## About this exercise
Find the string "PointsIdsList" in the listing below and return each line it appears in.

═══

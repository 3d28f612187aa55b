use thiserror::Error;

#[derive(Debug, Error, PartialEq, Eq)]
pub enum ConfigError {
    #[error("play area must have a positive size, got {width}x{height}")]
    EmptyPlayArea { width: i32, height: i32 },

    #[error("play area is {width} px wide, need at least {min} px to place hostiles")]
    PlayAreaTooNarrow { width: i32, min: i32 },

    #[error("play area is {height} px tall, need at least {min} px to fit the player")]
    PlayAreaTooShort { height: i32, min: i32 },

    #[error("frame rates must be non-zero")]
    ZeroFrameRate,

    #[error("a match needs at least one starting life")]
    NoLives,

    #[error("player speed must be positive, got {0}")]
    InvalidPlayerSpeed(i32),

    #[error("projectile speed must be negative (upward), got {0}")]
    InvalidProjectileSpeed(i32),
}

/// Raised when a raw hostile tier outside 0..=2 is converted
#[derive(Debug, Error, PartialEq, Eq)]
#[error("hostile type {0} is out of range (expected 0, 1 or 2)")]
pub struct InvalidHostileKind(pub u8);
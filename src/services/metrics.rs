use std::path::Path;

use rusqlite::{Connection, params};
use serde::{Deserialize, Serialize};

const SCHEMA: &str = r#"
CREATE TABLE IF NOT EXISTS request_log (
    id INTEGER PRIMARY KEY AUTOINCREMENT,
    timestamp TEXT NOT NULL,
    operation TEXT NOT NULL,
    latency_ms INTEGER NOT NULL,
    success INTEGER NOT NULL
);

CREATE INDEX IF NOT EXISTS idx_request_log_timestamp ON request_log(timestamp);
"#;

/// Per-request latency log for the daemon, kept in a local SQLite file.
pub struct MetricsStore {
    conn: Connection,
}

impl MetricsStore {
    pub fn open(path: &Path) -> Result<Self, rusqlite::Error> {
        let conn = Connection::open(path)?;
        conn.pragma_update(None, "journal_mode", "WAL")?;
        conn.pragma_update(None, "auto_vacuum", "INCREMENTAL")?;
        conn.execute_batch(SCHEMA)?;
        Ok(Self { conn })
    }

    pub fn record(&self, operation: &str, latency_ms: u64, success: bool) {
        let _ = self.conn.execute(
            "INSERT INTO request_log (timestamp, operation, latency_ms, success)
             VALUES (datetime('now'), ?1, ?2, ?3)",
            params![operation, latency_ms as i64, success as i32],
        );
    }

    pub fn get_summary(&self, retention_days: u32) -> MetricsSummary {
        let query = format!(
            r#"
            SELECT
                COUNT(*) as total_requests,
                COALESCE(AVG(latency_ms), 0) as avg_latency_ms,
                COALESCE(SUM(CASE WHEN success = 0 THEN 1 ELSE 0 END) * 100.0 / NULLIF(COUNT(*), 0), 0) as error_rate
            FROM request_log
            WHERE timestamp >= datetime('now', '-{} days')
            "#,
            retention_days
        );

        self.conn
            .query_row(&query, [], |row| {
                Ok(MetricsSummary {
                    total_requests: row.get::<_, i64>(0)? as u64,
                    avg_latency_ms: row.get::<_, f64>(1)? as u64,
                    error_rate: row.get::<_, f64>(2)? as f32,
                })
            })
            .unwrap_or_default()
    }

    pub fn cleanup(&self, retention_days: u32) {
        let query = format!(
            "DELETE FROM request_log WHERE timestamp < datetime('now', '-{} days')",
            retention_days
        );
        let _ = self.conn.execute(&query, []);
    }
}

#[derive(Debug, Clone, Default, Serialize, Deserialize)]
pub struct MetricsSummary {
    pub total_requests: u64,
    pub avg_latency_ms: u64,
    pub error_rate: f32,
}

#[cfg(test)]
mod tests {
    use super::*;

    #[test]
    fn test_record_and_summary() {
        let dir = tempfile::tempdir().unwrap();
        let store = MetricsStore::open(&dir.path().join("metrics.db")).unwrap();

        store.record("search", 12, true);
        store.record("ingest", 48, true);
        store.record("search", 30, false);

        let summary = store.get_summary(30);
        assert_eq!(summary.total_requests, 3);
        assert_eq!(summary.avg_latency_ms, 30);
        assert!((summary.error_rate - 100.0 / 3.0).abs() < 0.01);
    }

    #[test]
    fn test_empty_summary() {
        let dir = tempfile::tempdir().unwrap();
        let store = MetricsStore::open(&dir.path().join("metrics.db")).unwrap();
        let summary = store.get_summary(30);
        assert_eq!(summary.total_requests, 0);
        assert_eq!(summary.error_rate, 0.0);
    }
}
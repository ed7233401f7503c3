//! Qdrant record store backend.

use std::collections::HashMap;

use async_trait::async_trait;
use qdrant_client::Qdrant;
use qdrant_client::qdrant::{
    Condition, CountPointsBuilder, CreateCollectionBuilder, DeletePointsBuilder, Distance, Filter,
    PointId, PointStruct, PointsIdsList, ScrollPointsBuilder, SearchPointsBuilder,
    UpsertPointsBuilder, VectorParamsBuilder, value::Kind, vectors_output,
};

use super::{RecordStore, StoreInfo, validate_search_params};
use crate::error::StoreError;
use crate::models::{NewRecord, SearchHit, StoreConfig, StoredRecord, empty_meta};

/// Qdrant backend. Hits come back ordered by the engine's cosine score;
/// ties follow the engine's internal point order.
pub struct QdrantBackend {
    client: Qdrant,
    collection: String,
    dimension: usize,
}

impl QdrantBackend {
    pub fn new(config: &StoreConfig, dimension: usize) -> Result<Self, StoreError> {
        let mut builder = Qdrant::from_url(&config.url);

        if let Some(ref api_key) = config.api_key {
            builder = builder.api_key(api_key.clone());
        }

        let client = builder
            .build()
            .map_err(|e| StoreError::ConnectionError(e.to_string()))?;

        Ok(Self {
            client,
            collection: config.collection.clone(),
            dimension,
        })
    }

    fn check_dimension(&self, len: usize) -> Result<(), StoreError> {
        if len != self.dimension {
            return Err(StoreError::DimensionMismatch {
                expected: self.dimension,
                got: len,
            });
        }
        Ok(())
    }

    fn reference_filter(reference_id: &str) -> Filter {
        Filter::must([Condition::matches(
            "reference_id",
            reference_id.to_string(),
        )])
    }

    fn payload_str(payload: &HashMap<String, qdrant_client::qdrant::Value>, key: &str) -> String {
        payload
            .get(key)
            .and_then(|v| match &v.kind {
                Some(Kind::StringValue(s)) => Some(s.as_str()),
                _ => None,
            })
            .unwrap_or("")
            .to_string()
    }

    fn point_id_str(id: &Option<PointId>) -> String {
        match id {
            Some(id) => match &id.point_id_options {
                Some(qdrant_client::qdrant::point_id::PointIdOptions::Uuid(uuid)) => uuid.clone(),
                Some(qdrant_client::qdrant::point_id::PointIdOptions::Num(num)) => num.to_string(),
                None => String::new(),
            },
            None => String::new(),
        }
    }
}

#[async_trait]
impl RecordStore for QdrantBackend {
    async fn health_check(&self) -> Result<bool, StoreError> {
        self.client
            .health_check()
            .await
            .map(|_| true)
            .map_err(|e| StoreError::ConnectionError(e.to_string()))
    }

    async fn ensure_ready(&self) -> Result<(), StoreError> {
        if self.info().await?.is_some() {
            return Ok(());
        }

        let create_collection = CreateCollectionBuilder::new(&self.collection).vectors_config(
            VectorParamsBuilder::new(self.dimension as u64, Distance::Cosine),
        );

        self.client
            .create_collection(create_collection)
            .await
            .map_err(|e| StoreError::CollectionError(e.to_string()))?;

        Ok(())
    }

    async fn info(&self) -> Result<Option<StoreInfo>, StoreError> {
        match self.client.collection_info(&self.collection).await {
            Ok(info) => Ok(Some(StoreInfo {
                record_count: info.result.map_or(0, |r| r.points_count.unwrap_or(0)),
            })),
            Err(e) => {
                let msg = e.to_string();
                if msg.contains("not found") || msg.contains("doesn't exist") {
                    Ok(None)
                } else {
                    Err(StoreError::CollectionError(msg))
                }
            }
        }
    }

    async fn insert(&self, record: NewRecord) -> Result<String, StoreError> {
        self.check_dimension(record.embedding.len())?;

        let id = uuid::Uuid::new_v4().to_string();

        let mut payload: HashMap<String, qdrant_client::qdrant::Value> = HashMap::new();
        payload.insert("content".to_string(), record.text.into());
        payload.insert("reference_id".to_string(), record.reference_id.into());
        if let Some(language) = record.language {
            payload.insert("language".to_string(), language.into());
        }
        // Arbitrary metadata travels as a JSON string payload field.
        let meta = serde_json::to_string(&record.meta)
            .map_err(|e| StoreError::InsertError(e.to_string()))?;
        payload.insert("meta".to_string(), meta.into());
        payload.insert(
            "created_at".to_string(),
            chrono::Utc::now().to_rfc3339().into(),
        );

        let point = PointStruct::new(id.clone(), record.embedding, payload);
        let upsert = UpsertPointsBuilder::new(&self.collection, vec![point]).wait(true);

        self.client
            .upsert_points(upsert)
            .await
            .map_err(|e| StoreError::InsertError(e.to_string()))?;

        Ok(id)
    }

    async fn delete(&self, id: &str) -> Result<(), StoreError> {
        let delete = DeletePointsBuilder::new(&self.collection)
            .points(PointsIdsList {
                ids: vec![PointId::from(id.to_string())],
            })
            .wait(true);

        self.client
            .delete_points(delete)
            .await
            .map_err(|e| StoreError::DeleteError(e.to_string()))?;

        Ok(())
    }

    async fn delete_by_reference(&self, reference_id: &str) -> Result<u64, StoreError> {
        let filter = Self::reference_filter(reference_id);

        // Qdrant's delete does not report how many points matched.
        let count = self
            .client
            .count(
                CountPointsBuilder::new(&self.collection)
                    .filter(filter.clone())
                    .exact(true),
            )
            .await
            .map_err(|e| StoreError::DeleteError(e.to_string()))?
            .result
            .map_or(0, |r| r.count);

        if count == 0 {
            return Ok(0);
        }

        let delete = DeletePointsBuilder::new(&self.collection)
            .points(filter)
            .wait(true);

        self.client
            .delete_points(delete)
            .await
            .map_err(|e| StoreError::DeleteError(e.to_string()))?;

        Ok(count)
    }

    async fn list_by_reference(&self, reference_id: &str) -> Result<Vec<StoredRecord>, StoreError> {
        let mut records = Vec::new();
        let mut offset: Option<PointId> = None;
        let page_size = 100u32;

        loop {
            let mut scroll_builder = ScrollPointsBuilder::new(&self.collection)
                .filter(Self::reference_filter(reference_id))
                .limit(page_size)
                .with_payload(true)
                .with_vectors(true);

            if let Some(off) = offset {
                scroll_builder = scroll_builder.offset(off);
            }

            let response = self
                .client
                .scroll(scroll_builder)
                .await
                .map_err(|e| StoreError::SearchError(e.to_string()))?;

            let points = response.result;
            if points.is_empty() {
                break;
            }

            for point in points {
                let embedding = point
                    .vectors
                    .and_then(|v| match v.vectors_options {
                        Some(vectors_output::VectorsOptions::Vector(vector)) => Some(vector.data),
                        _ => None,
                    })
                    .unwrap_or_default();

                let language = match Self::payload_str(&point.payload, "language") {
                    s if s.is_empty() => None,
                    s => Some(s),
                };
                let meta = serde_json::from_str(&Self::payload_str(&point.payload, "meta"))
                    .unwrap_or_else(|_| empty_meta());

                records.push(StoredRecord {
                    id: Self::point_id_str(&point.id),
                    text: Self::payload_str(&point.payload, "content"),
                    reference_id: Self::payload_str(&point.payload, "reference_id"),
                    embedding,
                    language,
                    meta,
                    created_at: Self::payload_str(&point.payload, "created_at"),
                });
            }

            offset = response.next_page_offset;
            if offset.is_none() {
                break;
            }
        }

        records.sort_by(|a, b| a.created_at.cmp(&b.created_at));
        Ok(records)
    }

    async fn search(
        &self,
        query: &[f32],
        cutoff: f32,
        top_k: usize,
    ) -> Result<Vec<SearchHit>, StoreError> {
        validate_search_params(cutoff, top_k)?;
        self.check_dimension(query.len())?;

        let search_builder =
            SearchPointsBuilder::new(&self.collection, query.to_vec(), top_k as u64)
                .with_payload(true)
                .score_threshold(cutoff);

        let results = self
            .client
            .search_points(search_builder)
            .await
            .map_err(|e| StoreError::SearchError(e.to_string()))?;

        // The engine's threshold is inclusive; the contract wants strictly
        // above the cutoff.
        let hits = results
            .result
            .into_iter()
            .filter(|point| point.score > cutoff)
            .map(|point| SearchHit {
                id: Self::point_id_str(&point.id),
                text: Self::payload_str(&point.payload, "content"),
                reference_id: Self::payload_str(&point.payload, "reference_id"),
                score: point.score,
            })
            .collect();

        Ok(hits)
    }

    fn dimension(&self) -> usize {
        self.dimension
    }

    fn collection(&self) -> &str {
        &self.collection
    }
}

═══

## Solution for this exercise
    PointId, PointStruct, PointsIdsList, ScrollPointsBuilder, SearchPointsBuilder,
            .points(PointsIdsList {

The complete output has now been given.